Wednesday, February 10, 2010

Collating (not reducing) with CouchDB List Functions

‹prev | My Chain | next›

My ingredient index page is a sorry excuse for a CouchDB map-reduce.

Even when I first implemented it, I received feedback from concerned CouchDB aficionados about my approach. At the time, I let it slide because, well, it worked. After upgrading to CouchDB 0.10, it no longer worked, but I found a workaround through a configuration setting. That spurred feedback from another horrified CouchDB aficionado, offering an alternative approach—using CouchDB list functions.

List functions are a mechanism for iterating over rows in a view to produce output. CouchDB list functions are typically used to generate alternate formats for output (Atom, XML, HTML, etc.). I still want to generate JSON for consumption by my Sinatra application. Hopefully, that will not prove difficult.

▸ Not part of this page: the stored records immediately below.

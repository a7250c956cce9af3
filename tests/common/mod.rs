//! In-memory session and CDN ports backing the end-to-end tests.

use std::{
    collections::{BTreeMap, HashMap},
    sync::{
        Arc, Mutex,
        atomic::{AtomicUsize, Ordering},
    },
};

use depot_engine::{
    AppId, CdnAuthToken, CdnClient, CdnServer, CdnServerType, ChunkEntry, DepotId, DepotKey,
    DownloadError, FileEntry, FileFlags, Manifest, ManifestId, SessionPort, SessionState,
};
use types::app_info::{
    AppCommon, AppInfo, BranchInfo, DepotSection, PackageInfo, PublishedFileDetails, UgcDetails,
};
use types::verify;

pub const TEST_DEPOT_KEY: DepotKey = [0x5au8; 32];

/// Splits file contents into content-addressed chunks and assembles a
/// manifest plus the chunk payload store the mock CDN serves from.
pub fn build_manifest(
    depot_id: DepotId,
    manifest_id: ManifestId,
    files: &[(&str, Vec<u8>, FileFlags)],
    chunk_size: usize,
) -> (Manifest, HashMap<[u8; 20], Vec<u8>>) {
    let mut entries = Vec::new();
    let mut chunk_store = HashMap::new();
    let mut total = 0u64;

    for (path, bytes, flags) in files {
        let mut chunks = Vec::new();
        let mut offset = 0u64;
        for piece in bytes.chunks(chunk_size.max(1)) {
            let id = verify::sha1_of(piece);
            chunks.push(ChunkEntry {
                id,
                offset,
                uncompressed_length: piece.len() as u32,
                compressed_length: piece.len() as u32,
                checksum: verify::adler32_of(piece),
            });
            chunk_store.insert(id, piece.to_vec());
            offset += piece.len() as u64;
        }
        total += bytes.len() as u64;
        entries.push(FileEntry {
            path: path.to_string(),
            total_size: bytes.len() as u64,
            hash: verify::sha1_of(bytes),
            flags: *flags,
            link_target: None,
            chunks,
        });
    }

    (
        Manifest {
            depot_id,
            manifest_id,
            creation_time: 1_700_000_000,
            total_compressed: total,
            total_uncompressed: total,
            files: entries,
        },
        chunk_store,
    )
}

#[derive(Default)]
pub struct MockCdn {
    pub manifests: Mutex<HashMap<(DepotId, ManifestId), Manifest>>,
    pub chunks: Mutex<HashMap<[u8; 20], Vec<u8>>>,
    pub chunks_fetched: AtomicUsize,
    pub manifests_fetched: AtomicUsize,
}

impl MockCdn {
    pub fn new() -> Arc<Self> {
        Arc::new(Self::default())
    }

    pub fn add_manifest(&self, manifest: Manifest, chunks: HashMap<[u8; 20], Vec<u8>>) {
        self.manifests
            .lock()
            .unwrap()
            .insert((manifest.depot_id, manifest.manifest_id), manifest);
        self.chunks.lock().unwrap().extend(chunks);
    }

    pub fn fetched(&self) -> usize {
        self.chunks_fetched.load(Ordering::SeqCst)
    }
}

impl CdnClient for MockCdn {
    fn download_manifest(
        &self,
        depot_id: DepotId,
        manifest_id: ManifestId,
        _request_code: u64,
        _server: &CdnServer,
        _depot_key: &[u8; 32],
        _proxy: Option<&CdnServer>,
        _cdn_token: Option<&str>,
    ) -> Result<Manifest, DownloadError> {
        self.manifests_fetched.fetch_add(1, Ordering::SeqCst);
        self.manifests
            .lock()
            .unwrap()
            .get(&(depot_id, manifest_id))
            .cloned()
            .ok_or(DownloadError::HttpStatus(404))
    }

    fn download_chunk(
        &self,
        _depot_id: DepotId,
        chunk: &ChunkEntry,
        _server: &CdnServer,
        dst: &mut [u8],
        _depot_key: &[u8; 32],
        _proxy: Option<&CdnServer>,
        _cdn_token: Option<&str>,
    ) -> Result<usize, DownloadError> {
        self.chunks_fetched.fetch_add(1, Ordering::SeqCst);
        let chunks = self.chunks.lock().unwrap();
        let Some(plaintext) = chunks.get(&chunk.id) else {
            return Err(DownloadError::HttpStatus(404));
        };
        dst[..plaintext.len()].copy_from_slice(plaintext);
        Ok(plaintext.len())
    }
}

pub struct MockSession {
    pub apps: Mutex<HashMap<AppId, AppInfo>>,
    pub state: Mutex<SessionState>,
}

impl MockSession {
    pub fn new() -> Arc<Self> {
        Arc::new(Self {
            apps: Mutex::new(HashMap::new()),
            state: Mutex::new(SessionState::LoggedOn),
        })
    }

    pub fn add_app(&self, info: AppInfo) {
        self.apps.lock().unwrap().insert(info.app_id, info);
    }
}

impl SessionPort for MockSession {
    fn state(&self) -> SessionState {
        *self.state.lock().unwrap()
    }

    fn is_anonymous(&self) -> bool {
        true
    }

    fn licensed_package_ids(&self) -> Vec<u32> {
        Vec::new()
    }

    fn request_app_info(&self, app_id: AppId) -> Result<AppInfo, DownloadError> {
        self.apps
            .lock()
            .unwrap()
            .get(&app_id)
            .cloned()
            .ok_or_else(|| DownloadError::NotFound(format!("app {app_id}")))
    }

    fn request_package_info(&self, package_ids: &[u32]) -> Result<Vec<PackageInfo>, DownloadError> {
        // the anonymous package grants every depot the mock knows about
        let apps = self.apps.lock().unwrap();
        let mut depot_ids: Vec<DepotId> = apps.values().flat_map(|a| a.depots.keys().copied()).collect();
        depot_ids.sort_unstable();
        Ok(package_ids
            .iter()
            .map(|id| PackageInfo {
                package_id: *id,
                app_ids: apps.keys().copied().collect(),
                depot_ids: depot_ids.clone(),
            })
            .collect())
    }

    fn request_depot_key(&self, _: DepotId, _: AppId) -> Result<DepotKey, DownloadError> {
        Ok(TEST_DEPOT_KEY)
    }

    fn get_manifest_request_code(
        &self,
        _: DepotId,
        _: AppId,
        _: ManifestId,
        _: &str,
    ) -> Result<u64, DownloadError> {
        Ok(0x1234_5678)
    }

    fn get_cdn_auth_token(
        &self,
        _: AppId,
        _: DepotId,
        _: &str,
    ) -> Result<CdnAuthToken, DownloadError> {
        Ok(CdnAuthToken {
            token: "?token=mock".to_string(),
            expires_at: None,
        })
    }

    fn get_servers(&self, _cell_id: u32) -> Result<Vec<CdnServer>, DownloadError> {
        Ok(vec![
            CdnServer {
                host: "cache1.test".to_string(),
                server_type: CdnServerType::SteamCache,
                weighted_load: 10,
                num_entries: 1,
                allowed_app_ids: Vec::new(),
                https: false,
            },
            CdnServer {
                host: "cdn1.test".to_string(),
                server_type: CdnServerType::Cdn,
                weighted_load: 50,
                num_entries: 1,
                allowed_app_ids: Vec::new(),
                https: true,
            },
        ])
    }

    fn check_beta_password(&self, _: AppId, _: &str, _: &str) -> Result<(), DownloadError> {
        Err(DownloadError::PermissionDenied("bad beta password".into()))
    }

    fn get_private_beta_depot_section(
        &self,
        _: AppId,
        _: &str,
    ) -> Result<BTreeMap<DepotId, DepotSection>, DownloadError> {
        Ok(BTreeMap::new())
    }

    fn request_free_app_license(&self, _: AppId) -> Result<bool, DownloadError> {
        Ok(false)
    }

    fn get_published_file_details(
        &self,
        _: AppId,
        _: u64,
    ) -> Result<PublishedFileDetails, DownloadError> {
        Ok(PublishedFileDetails::default())
    }

    fn get_ugc_details(&self, _: u64) -> Result<UgcDetails, DownloadError> {
        Ok(UgcDetails::default())
    }
}

/// App metadata with one plain depot section per `(depot_id, manifest_id)`.
pub fn app_with_depots(app_id: AppId, name: &str, depots: &[(DepotId, ManifestId)]) -> AppInfo {
    let mut sections = BTreeMap::new();
    for (depot_id, manifest_id) in depots {
        let mut manifests = BTreeMap::new();
        manifests.insert("public".to_string(), *manifest_id);
        sections.insert(
            *depot_id,
            DepotSection {
                name: Some(format!("depot {depot_id}")),
                manifests,
                ..Default::default()
            },
        );
    }
    let mut branches = BTreeMap::new();
    branches.insert(
        "public".to_string(),
        BranchInfo {
            build_id: 100,
            ..Default::default()
        },
    );
    AppInfo {
        app_id,
        common: AppCommon {
            name: name.to_string(),
            free_to_download: false,
            os_list: None,
        },
        depots: sections,
        branches,
    }
}
use std::sync::Arc;

use cdn::{CdnClient, ServerPool};
use log::{debug, warn};
use session::{CdnAuthTokenCache, SessionPort};
use stores::ResumeStore;
use types::{
    ChunkEntry, DepotDownloadInfo, DownloadError, RetryPolicy, verify,
};
use utils::control_flag::DownloadThreadControl;

use crate::{BufferPool, FileWriter, ProgressTracker, SpeedLimiter};

/// One unit of fetch work: a chunk and the writer of the file it lands in.
pub struct ChunkJob {
    /// Slash-normalized manifest path, for resume bookkeeping and progress.
    pub file_path: String,
    pub chunk: ChunkEntry,
    pub writer: Arc<FileWriter>,
}

impl ChunkJob {
    /// Resume-store key. Includes path and offset so a chunk id occurring at
    /// several offsets never causes a sibling instance to be skipped.
    pub fn resume_key(&self) -> String {
        format!("{}:{}:{}", self.file_path, self.chunk.id_hex(), self.chunk.offset)
    }
}

/// Everything a chunk worker needs, shared across the depot's worker pool.
pub struct ChunkPipeline {
    pub depot: DepotDownloadInfo,
    pub session: Arc<dyn SessionPort>,
    pub cdn: Arc<dyn CdnClient>,
    pub pool: Arc<ServerPool>,
    pub tokens: Arc<CdnAuthTokenCache>,
    pub buffers: Arc<BufferPool>,
    pub limiter: Option<Arc<SpeedLimiter>>,
    pub retry: RetryPolicy,
    pub resume: Arc<ResumeStore>,
    pub progress: Arc<ProgressTracker>,
    /// Run-wide cancellation, set by the caller of the whole download.
    pub control: DownloadThreadControl,
    /// Depot-local abort, set when a sibling chunk fails terminally.
    pub abort: DownloadThreadControl,
}

impl ChunkPipeline {
    fn stopped(&self) -> bool {
        self.control.is_stopped() || self.abort.is_stopped()
    }

    /// Runs the full per-chunk protocol: resume check, fetch with retries,
    /// verification, rate limiting, serialized write, bookkeeping.
    pub fn run_job(&self, job: &ChunkJob) -> Result<(), DownloadError> {
        if self.stopped() {
            return Err(DownloadError::Cancelled);
        }

        if self
            .resume
            .is_chunk_complete(self.depot.depot_id, &job.resume_key())
        {
            self.progress
                .skip_bytes(job.chunk.uncompressed_length as u64);
            self.finish_chunk(job);
            return Ok(());
        }

        let mut buffer = self
            .buffers
            .acquire(job.chunk.uncompressed_length as usize);
        let written = self.fetch_verified(job, &mut buffer)?;

        if let Some(limiter) = &self.limiter {
            limiter.wait(written as u64);
        }

        job.writer.write_at(job.chunk.offset, &buffer[..written])?;

        self.resume
            .mark_chunk_complete(self.depot.depot_id, &job.resume_key(), written as u64);
        self.progress.set_current_file(&job.file_path);
        self.progress
            .add_bytes(written as u64, job.chunk.compressed_length as u64);
        self.finish_chunk(job);
        Ok(())
    }

    fn finish_chunk(&self, job: &ChunkJob) {
        if job.writer.complete_chunk() {
            self.resume
                .mark_file_complete(self.depot.depot_id, &job.file_path);
            self.progress.file_completed();
        }
    }

    /// Fetch loop: rotate through the CDN pool, requesting an auth token at
    /// most once on a bare 403, penalizing servers that fail, and verifying
    /// the plaintext before it may be written.
    fn fetch_verified(&self, job: &ChunkJob, dst: &mut [u8]) -> Result<usize, DownloadError> {
        let depot_id = self.depot.depot_id;
        let mut attempts = 0usize;
        let mut token_requested = false;

        loop {
            if self.stopped() {
                return Err(DownloadError::Cancelled);
            }

            let server = self.pool.get_connection();
            let token = self.tokens.cached(depot_id, &server.host);

            let result = self.cdn.download_chunk(
                depot_id,
                &job.chunk,
                &server,
                dst,
                &self.depot.depot_key,
                self.pool.proxy(),
                token.as_deref(),
            );

            let error = match result {
                Ok(written) if written > 0 => {
                    match verify::verify_chunk(&dst[..written], &job.chunk) {
                        Ok(()) => {
                            self.pool.return_connection(&server);
                            return Ok(written);
                        }
                        Err(e) => e,
                    }
                }
                Ok(_) => DownloadError::Network(format!(
                    "server {} returned an empty chunk",
                    server.host
                )),
                Err(DownloadError::Cancelled) => return Err(DownloadError::Cancelled),
                Err(DownloadError::HttpStatus(403))
                    if token.is_none() && !token_requested =>
                {
                    token_requested = true;
                    match self.tokens.request(
                        self.session.as_ref(),
                        self.depot.containing_app_id,
                        depot_id,
                        &server.host,
                    ) {
                        Ok(_) => {
                            // the server itself did nothing wrong
                            self.pool.return_connection(&server);
                            continue;
                        }
                        Err(e) => {
                            warn!("cdn auth token request failed: {e}");
                            e
                        }
                    }
                }
                Err(e) => e,
            };

            self.pool.return_broken_connection(&server);
            attempts += 1;

            let terminal = matches!(
                error,
                DownloadError::HttpStatus(401) | DownloadError::HttpStatus(403) | DownloadError::HttpStatus(404)
            );
            if attempts > self.retry.max_retries {
                debug!(
                    "chunk {} failed after {attempts} attempts: {error}",
                    job.chunk.id_hex()
                );
                return Err(if terminal || !error.is_transport() {
                    error
                } else {
                    DownloadError::RetryExhausted(format!(
                        "chunk {}: {error}",
                        job.chunk.id_hex()
                    ))
                });
            }

            if !terminal {
                std::thread::sleep(self.retry.get_delay(attempts - 1));
            }
        }
    }
}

First up, I remove the old reduce by removing it from my app and reloading the app's design docs:
strom@whitefall:~/repos/eee-code$ rm couch/_design/recipes/views/by_ingredients/reduce.js 
cstrom@whitefall:~/repos/eee-code$ rake couchdb:load_design_docs
(in /home/cstrom/repos/eee-code)
The rake task is a thin wrapper around the couch_docs gem, which assembles this and any other javascript files under couch/_design/recipes into a recipes design document.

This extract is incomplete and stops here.